Fast Food Nation, by Eric Schlosser, discusses the changes that the United States has gone through in recent years due to the development of fast food restaurants. Fast food places have led to Americans desiring more efficiency in their lives as well as changed many of the traditional values that Americans used to have, such as family and the role that youth play in the workplace. This book also agrees with what we have been learning in class about the fact that our industrialized food production has aided in our moving from dependency on others and family to being a highly individualized society. The efficient mechanisms by which fast food places run have drastically changed American values, economy, and health.

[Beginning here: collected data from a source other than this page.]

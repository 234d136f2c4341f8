//! # session
//!
//! Client-side login session for the dashboard: token persistence, session
//! rehydration at startup, and the login / register / logout flows against
//! the remote authentication service.
//!
//! DESIGN
//! ======
//! `SessionStore` owns an `AuthApi` (network) and a `Storage` (durable
//! key/value slot for the token). Every state change is published on a
//! `tokio::sync::watch` channel so a presentation layer can re-render from
//! the latest `Session` snapshot without reaching into the store.
//!
//! ERROR HANDLING
//! ==============
//! Verification failures never escape the store; they collapse to an
//! unauthenticated session. Login and registration failures are returned to
//! the caller with the service's `detail` message when one was sent.

pub mod api;
pub mod config;
pub mod error;
pub mod storage;
pub mod store;
pub mod types;

pub use api::{AuthApi, HttpAuthApi};
pub use config::SessionConfig;
pub use error::{ApiError, ConfigError, SessionError, StorageError};
pub use storage::{FileStorage, MemoryStorage, Storage, TOKEN_KEY};
pub use store::SessionStore;
pub use types::{Credentials, HealthStatus, Registration, Session, SessionPhase, TokenGrant, User};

Junk food is responsible for the growing rate of obesity. This is outlined by David freedman in his article of “How junk food can end obesity.” David Freedman has credited the “health-food” motion, and followers of it along with Michel Pollan. Freedman claims that if the America desires to stop the obesity epidemic, or at least reduce its effects, they must shift to the fast meals and processed meals enterprise for assist, now not the “health-food” movement.
Fast food is considered popular because it 's convenient, it 's cheap, and it tastes good. But the real cost of eating fast food never appears on the menu. Fast food marketers marketing to children and adolescents has skyrocketed throughout the last century. According to The Centers for Disease Control and Prevention, funded by the government, "In the United States, the percentage of children and adolescents affected by obesity has more than tripled since the 1970 's" ("Healthy Schools"). In fact, this statistic is predicted to increase significantly as fast food restaurants are continuously being built everywhere in the U.S. Fast food restaurants are everywhere.